Afrique : Hausse des importations riz

L'Afrique pourrait importer cette année 20 millions de tonnes de riz. Et le double à l'horizon 2035 selon les prévisions. Une demande croissante, alors que la production de riz local peine à changer d’échelle.

Depuis quelques semaines l'Afrique multiplie les achats sur le marché du riz. Les importateurs africains profitent des prix relativement stables du riz indien pour refaire leur stock. Les besoins du continent en riz importé sont revus à la hausse cette année, selon la lettre mensuelle d'information sur le marché du riz Osiriz, et pourraient se monter à 20 millions de tonnes. Soit 3 millions de tonnes de plus que l'année dernière.

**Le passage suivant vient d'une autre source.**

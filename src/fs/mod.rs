//! Filesystem helpers for snapshot capture.

pub mod walker;
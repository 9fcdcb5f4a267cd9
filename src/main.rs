//! snapvault - Main entry point
//!
//! Content-addressed directory snapshots with lifecycle actions and
//! bucket-based retention.

use std::path::{Path, PathBuf};
use std::sync::Arc;

use anyhow::{Context, Result};
use clap::{Args, Parser, Subcommand};
use tokio_util::sync::CancellationToken;

use snapvault::actions::{self, ActionCommand, ActionEvent, ActionMode};
use snapvault::clock::{Clock, SystemClock};
use snapvault::repo::Repository;
use snapvault::snapshot::driver::SnapshotDriver;
use snapvault::utils;
use snapvault::VaultError;

#[derive(Parser, Debug)]
#[command(author, version, about, long_about = None)]
struct Cli {
    /// Repository directory
    #[arg(long, value_name = "DIR", global = true)]
    repo: Option<PathBuf>,

    /// Log level (trace, debug, info, warn, error)
    #[arg(short, long, default_value = "info")]
    log_level: String,

    #[command(subcommand)]
    command: Command,
}

#[derive(Subcommand, Debug)]
enum Command {
    /// Repository management
    #[command(subcommand)]
    Repo(RepoCommand),

    /// Policy management
    #[command(subcommand)]
    Policy(PolicyCommand),

    /// Snapshot operations
    #[command(subcommand)]
    Snapshot(SnapshotCommand),
}

#[derive(Subcommand, Debug)]
enum RepoCommand {
    /// Create a repository
    Create {
        /// Run snapshot actions by default
        #[arg(long, conflicts_with = "no_enable_actions")]
        enable_actions: bool,

        /// Never run snapshot actions by default
        #[arg(long)]
        no_enable_actions: bool,
    },
}

#[derive(Subcommand, Debug)]
enum PolicyCommand {
    /// Set policy fields for a path
    Set(PolicySetArgs),

    /// Show the effective policy for a path
    Show {
        target: PathBuf,
    },
}

#[derive(Args, Debug)]
struct PolicySetArgs {
    target: PathBuf,

    /// Command to run before snapshotting the root
    #[arg(long, value_name = "CMD")]
    before_snapshot_root_action: Option<String>,

    /// Command to run after snapshotting the root
    #[arg(long, value_name = "CMD")]
    after_snapshot_root_action: Option<String>,

    /// Command to run before capturing this directory
    #[arg(long, value_name = "CMD")]
    before_folder_action: Option<String>,

    /// Command to run after capturing this directory
    #[arg(long, value_name = "CMD")]
    after_folder_action: Option<String>,

    /// Action mode: essential, optional or async
    #[arg(long, default_value = "essential", value_name = "MODE")]
    action_command_mode: String,

    /// Action timeout, e.g. 3s or 15m
    #[arg(long, value_name = "DURATION")]
    action_command_timeout: Option<String>,

    /// Embed the referenced script file's contents into the policy
    #[arg(long)]
    persist_action_script: bool,

    /// Number of most recent snapshots to keep
    #[arg(long, value_name = "N")]
    keep_latest: Option<i32>,

    /// Number of hourly snapshots to keep
    #[arg(long, value_name = "N")]
    keep_hourly: Option<i32>,

    /// Number of daily snapshots to keep
    #[arg(long, value_name = "N")]
    keep_daily: Option<i32>,

    /// Number of weekly snapshots to keep
    #[arg(long, value_name = "N")]
    keep_weekly: Option<i32>,

    /// Number of monthly snapshots to keep
    #[arg(long, value_name = "N")]
    keep_monthly: Option<i32>,

    /// Number of annual snapshots to keep
    #[arg(long, value_name = "N")]
    keep_annual: Option<i32>,
}

#[derive(Subcommand, Debug)]
enum SnapshotCommand {
    /// Create a snapshot of a directory
    Create {
        source: PathBuf,

        /// Run actions for this invocation regardless of the repository
        /// default
        #[arg(long, conflicts_with = "force_disable_actions")]
        force_enable_actions: bool,

        /// Skip actions for this invocation regardless of the repository
        /// default
        #[arg(long)]
        force_disable_actions: bool,
    },

    /// List snapshots of a source, newest first
    List {
        source: PathBuf,
    },
}

#[tokio::main]
async fn main() -> Result<()> {
    let cli = Cli::parse();
    utils::logger::init(&cli.log_level)?;

    let repo_dir = cli.repo.unwrap_or_else(|| PathBuf::from(".snapvault"));

    match cli.command {
        Command::Repo(RepoCommand::Create {
            enable_actions,
            no_enable_actions,
        }) => {
            let enabled = enable_actions && !no_enable_actions;
            let repo = Repository::create(&repo_dir, enabled)?;
            repo.save()?;
            println!(
                "created repository at {} (actions {})",
                repo_dir.display(),
                if enabled { "enabled" } else { "disabled" }
            );
        }

        Command::Policy(PolicyCommand::Set(args)) => policy_set(&repo_dir, args)?,

        Command::Policy(PolicyCommand::Show { target }) => {
            let repo = Repository::open(&repo_dir)?;
            let target = absolute(&target)?;
            let effective = repo.policies.effective(&target);
            println!("{}", serde_json::to_string_pretty(&effective)?);
        }

        Command::Snapshot(SnapshotCommand::Create {
            source,
            force_enable_actions,
            force_disable_actions,
        }) => {
            let invocation_override = if force_enable_actions {
                Some(true)
            } else if force_disable_actions {
                Some(false)
            } else {
                None
            };
            snapshot_create(&repo_dir, &source, invocation_override).await?;
        }

        Command::Snapshot(SnapshotCommand::List { source }) => {
            let repo = Repository::open(&repo_dir)?;
            let source = absolute(&source)?;
            for manifest in repo.snapshots_for(&source) {
                println!(
                    "{}  {}  {}  {}{}",
                    manifest.start_time.format("%Y-%m-%d %H:%M:%S"),
                    manifest.id,
                    manifest.root_object,
                    manifest.retention_reasons.join(","),
                    match &manifest.incomplete_reason {
                        Some(reason) => format!("  (incomplete: {reason})"),
                        None => String::new(),
                    }
                );
            }
        }
    }

    Ok(())
}

fn absolute(path: &Path) -> Result<PathBuf> {
    std::fs::canonicalize(path).with_context(|| format!("cannot resolve path {}", path.display()))
}

fn policy_set(repo_dir: &Path, args: PolicySetArgs) -> Result<()> {
    let mut repo = Repository::open(repo_dir)?;
    let target = absolute(&args.target)?;

    let mode: ActionMode = args
        .action_command_mode
        .parse()
        .map_err(|e: String| anyhow::anyhow!(e))?;
    let timeout_secs = match &args.action_command_timeout {
        Some(text) => Some(
            humantime::parse_duration(text)
                .with_context(|| format!("invalid duration '{text}'"))?
                .as_secs(),
        ),
        None => None,
    };

    let mut policy = repo.policies.defined(&target).cloned().unwrap_or_default();

    for (event, flag) in [
        (ActionEvent::BeforeSnapshotRoot, &args.before_snapshot_root_action),
        (ActionEvent::AfterSnapshotRoot, &args.after_snapshot_root_action),
        (ActionEvent::BeforeFolder, &args.before_folder_action),
        (ActionEvent::AfterFolder, &args.after_folder_action),
    ] {
        if let Some(command) = flag {
            let binding = build_binding(command, mode, timeout_secs, args.persist_action_script)?;
            policy.actions.set(event, binding);
        }
    }

    if let Some(n) = args.keep_latest {
        policy.retention.keep_latest = Some(n);
    }
    if let Some(n) = args.keep_hourly {
        policy.retention.keep_hourly = Some(n);
    }
    if let Some(n) = args.keep_daily {
        policy.retention.keep_daily = Some(n);
    }
    if let Some(n) = args.keep_weekly {
        policy.retention.keep_weekly = Some(n);
    }
    if let Some(n) = args.keep_monthly {
        policy.retention.keep_monthly = Some(n);
    }
    if let Some(n) = args.keep_annual {
        policy.retention.keep_annual = Some(n);
    }

    repo.policies.set(&target, policy)?;
    repo.save()?;
    println!("policy updated for {}", target.display());
    Ok(())
}

fn build_binding(
    command: &str,
    mode: ActionMode,
    timeout_secs: Option<u64>,
    persist: bool,
) -> Result<ActionCommand> {
    let mut binding = if persist {
        let body = std::fs::read_to_string(command)
            .map_err(|e| VaultError::ScriptPersistence(format!("{command}: {e}")))?;
        ActionCommand::persisted_script(body)
    } else {
        ActionCommand::external(command)
    };
    binding.mode = mode;
    binding.timeout_secs = timeout_secs;
    Ok(binding)
}

/// Cancel the attempt on SIGINT/SIGTERM so in-flight action children are
/// killed and a partial manifest is recorded.
fn spawn_signal_watcher(cancel: CancellationToken) {
    tokio::spawn(async move {
        let ctrl_c = async {
            let _ = tokio::signal::ctrl_c().await;
        };

        #[cfg(unix)]
        let terminate = async {
            match tokio::signal::unix::signal(tokio::signal::unix::SignalKind::terminate()) {
                Ok(mut signal) => {
                    signal.recv().await;
                }
                Err(_) => std::future::pending::<()>().await,
            }
        };

        #[cfg(not(unix))]
        let terminate = std::future::pending::<()>();

        tokio::select! {
            _ = ctrl_c => tracing::info!("received SIGINT, cancelling snapshot"),
            _ = terminate => tracing::info!("received SIGTERM, cancelling snapshot"),
        }

        cancel.cancel();
    });
}

async fn snapshot_create(
    repo_dir: &Path,
    source: &Path,
    invocation_override: Option<bool>,
) -> Result<()> {
    let mut repo = Repository::open(repo_dir)?;
    let source = absolute(source)?;

    let enabled = actions::actions_enabled(repo.config.enable_actions, invocation_override);
    let clock: Arc<dyn Clock> = Arc::new(SystemClock);

    let cancel = CancellationToken::new();
    spawn_signal_watcher(cancel.clone());

    let manifest = {
        let driver = SnapshotDriver::with_cancel(
            &repo.policies,
            &repo.config,
            clock.clone(),
            enabled,
            cancel,
        )?;
        driver.snapshot(&source).await?
    };

    println!(
        "created snapshot {} of {} ({} files, {} bytes)",
        manifest.id,
        source.display(),
        manifest.total_files,
        manifest.total_bytes
    );

    repo.add_manifest(manifest);
    repo.apply_retention(&source, clock.as_ref());
    repo.save()?;

    Ok(())
}
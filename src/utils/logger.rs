//! Logging configuration using tracing.

use tracing_subscriber::{layer::SubscriberExt, util::SubscriberInitExt, EnvFilter};

/// Initialize logging with the specified level; `RUST_LOG` wins when set.
pub fn init(level: &str) -> anyhow::Result<()> {
    let filter = EnvFilter::try_from_default_env()
        .or_else(|_| EnvFilter::try_new(level))
        .unwrap_or_else(|_| EnvFilter::new("info"));

    tracing_subscriber::registry()
        .with(filter)
        .with(tracing_subscriber::fmt::layer())
        .init();

    Ok(())
}
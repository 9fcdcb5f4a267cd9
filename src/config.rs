//! Repository configuration.
//!
//! Stored as a TOML file inside the repository directory, written at
//! creation time and read back on every open.

use std::path::Path;

use serde::{Deserialize, Serialize};

use crate::utils::errors::{Result, VaultError};

#[derive(Debug, Clone, Serialize, Deserialize)]
pub struct RepoConfig {
    /// Host snapshots created through this repository are attributed to
    #[serde(default = "default_hostname")]
    pub hostname: String,

    /// User snapshots are attributed to
    #[serde(default = "default_username")]
    pub username: String,

    /// Repository-level default for running snapshot actions
    #[serde(default)]
    pub enable_actions: bool,
}

fn default_hostname() -> String {
    hostname::get()
        .ok()
        .and_then(|h| h.into_string().ok())
        .unwrap_or_else(|| "localhost".to_string())
}

fn default_username() -> String {
    std::env::var("USER")
        .or_else(|_| std::env::var("USERNAME"))
        .unwrap_or_else(|_| "unknown".to_string())
}

impl Default for RepoConfig {
    fn default() -> Self {
        RepoConfig {
            hostname: default_hostname(),
            username: default_username(),
            enable_actions: false,
        }
    }
}

impl RepoConfig {
    /// Load configuration from a TOML file
    pub fn from_file(path: &Path) -> Result<Self> {
        let content = std::fs::read_to_string(path)?;
        toml::from_str(&content)
            .map_err(|e| VaultError::Config(format!("invalid repository config: {e}")))
    }

    /// Write configuration back to a TOML file
    pub fn save(&self, path: &Path) -> Result<()> {
        let content = toml::to_string_pretty(self)
            .map_err(|e| VaultError::Config(format!("cannot serialize config: {e}")))?;
        std::fs::write(path, content)?;
        Ok(())
    }
}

En cause, une demande croissante dans les centres urbains, mais aussi une production locale qui stagne. Pour des raisons climatiques d'abord : les sécheresses qui se multiplient sont un vrai frein à la culture du riz. L'autre raison, c'est le manque de moyens pour lutter contre les oiseaux qui s'attaquent aux rizières. Face à cette menace venue du ciel qui entraîne parfois la perte de la moitié de la production, les banques et les assureurs sont frileux. Les riziculteurs sont donc contraints de minimiser les coûts de production, et inévitablement les rendements stagnent, explique Patricio Mendez del Villar, économiste au Centre de coopération internationale en recherche agronomique pour le développement (CIRAD)

L'autre limite à la production locale, c'est le manque d'engagement réel des États, au-delà des promesses électorales. «Pour acheter la paix sociale, et garantir un approvisionnement en riz, à des prix abordables, les gouvernants ont tendance à miser sur le riz importé plus que sur des investissements qui seront rentables dans 10 ou 20 ans» constate un négociant en riz.

«Les grands discours d'auto-suffisance en riz sont trop souvent contredits par les faits», ajoute notre interlocuteur, qui insiste : «le riz n'est pas un métier qui peut être laissé à des privés, l'État doit les accompagner sur du moyen et du long terme pour que les projets soient viables».

Dans les faits, la production africaine reste cantonnée à une riziculture de petits producteurs, qui cherchent à garantir leur consommation et qui peinent à commercialiser leur surplus faute de réseau de distribution approprié. Des insuffisances qui expliquent que la plupart des pays africains producteurs de riz en importe aussi de plus en plus.